Recuperação judicial e reforma tributária: o fim da gestão baseada em exceções
A relação entre recuperação judicial e passivo fiscal sempre foi marcada por certa flexibilidade prática. Durante anos, empresas em crise conseguiram manter suas atividades mesmo diante de pendências tributárias, apoiadas em interpretações que permitiam uma condução mais adaptável desses processos.
Com a reforma tributária e a evolução do tratamento do crédito fiscal, esse cenário tende a se tornar mais estruturado. A integração entre regularidade fiscal e reestruturação empresarial ganha força, reduzindo espaços para soluções improvisadas e exigindo maior organização desde o início.

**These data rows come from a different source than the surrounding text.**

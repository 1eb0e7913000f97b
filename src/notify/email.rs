use anyhow::{Context, Result};
use async_trait::async_trait;
use chrono::{DateTime, Local, TimeZone};
use lettre::message::{header, Mailbox, Message};
use lettre::transport::smtp::{authentication::Credentials, AsyncSmtpTransport};
use lettre::{AsyncTransport, Tokio1Executor};
use tracing::info;

use super::Notifier;
use crate::config::EmailConfig;

/// Sends notices over authenticated SMTP
pub struct EmailNotifier {
    mailer: AsyncSmtpTransport<Tokio1Executor>,
    app_name: String,
    from: Mailbox,
    to: Mailbox,
}

impl EmailNotifier {
    pub fn new(app_name: &str, cfg: &EmailConfig) -> Result<Self> {
        let creds = Credentials::new(cfg.user.clone(), cfg.password.clone());
        let mailer = AsyncSmtpTransport::<Tokio1Executor>::relay(&cfg.host)
            .with_context(|| format!("invalid SMTP host {}", cfg.host))?
            .credentials(creds)
            .build();

        let from: Mailbox = cfg
            .from
            .parse::<Mailbox>()
            .with_context(|| format!("invalid sender address {}", cfg.from))?;
        let to: Mailbox = cfg
            .to
            .parse::<Mailbox>()
            .with_context(|| format!("invalid recipient address {}", cfg.to))?;

        Ok(Self {
            mailer,
            app_name: app_name.to_string(),
            from,
            to,
        })
    }

    async fn send(&self, subject: String, content_type: header::ContentType, body: String) -> Result<()> {
        let msg = Message::builder()
            .from(self.from.clone())
            .to(self.to.clone())
            .subject(subject)
            .header(content_type)
            .body(body)
            .context("build email")?;

        self.mailer.send(msg).await.context("send email")?;
        Ok(())
    }
}

#[async_trait]
impl Notifier for EmailNotifier {
    async fn send_completion_notice(&self, summary: &str) -> Result<()> {
        let subject = completion_subject(&self.app_name, Local::now());
        self.send(subject, header::ContentType::TEXT_HTML, summary.to_string())
            .await?;
        info!("Completion notice sent to {}", self.to);
        Ok(())
    }

    async fn report_error(&self, message: &str) -> Result<()> {
        let subject = format!("{}: run failed", self.app_name);
        self.send(subject, header::ContentType::TEXT_PLAIN, format!("{}\n", message))
            .await?;
        info!("Error notice sent to {}", self.to);
        Ok(())
    }
}

/// "<app>: new results (YYYY-MM-DD HH:MM)"
fn completion_subject<Tz: TimeZone>(app_name: &str, at: DateTime<Tz>) -> String
where
    Tz::Offset: std::fmt::Display,
{
    format!("{}: new results ({})", app_name, at.format("%Y-%m-%d %H:%M"))
}

#[cfg(test)]
mod tests {
    use super::*;
    use chrono::Utc;

    #[test]
    fn completion_subject_carries_app_name_and_minute() {
        let at = Utc.with_ymd_and_hms(2024, 3, 9, 7, 5, 42).unwrap();

        assert_eq!(completion_subject("gumtreeTrawler", at), "gumtreeTrawler: new results (2024-03-09 07:05)");
    }
}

Para a Dra. Kátia Ceglia, especialista na área tributária, esse movimento altera a lógica da recuperação judicial. “O que antes era conduzido com maior margem de adaptação passa a exigir uma estruturação mais técnica, com decisões alinhadas desde o início entre o aspecto fiscal e a estratégia da empresa.”
Nesse contexto, a condução do processo deixa de ser apenas operacional e passa a demandar leitura aprofundada, definição de prioridades e acompanhamento contínuo. A experiência Damha Filho Advogados mostra que a ausência dessa integração pode comprometer a efetividade da recuperação, enquanto uma atuação estruturada permite maior segurança e previsibilidade nas decisões ao longo do processo.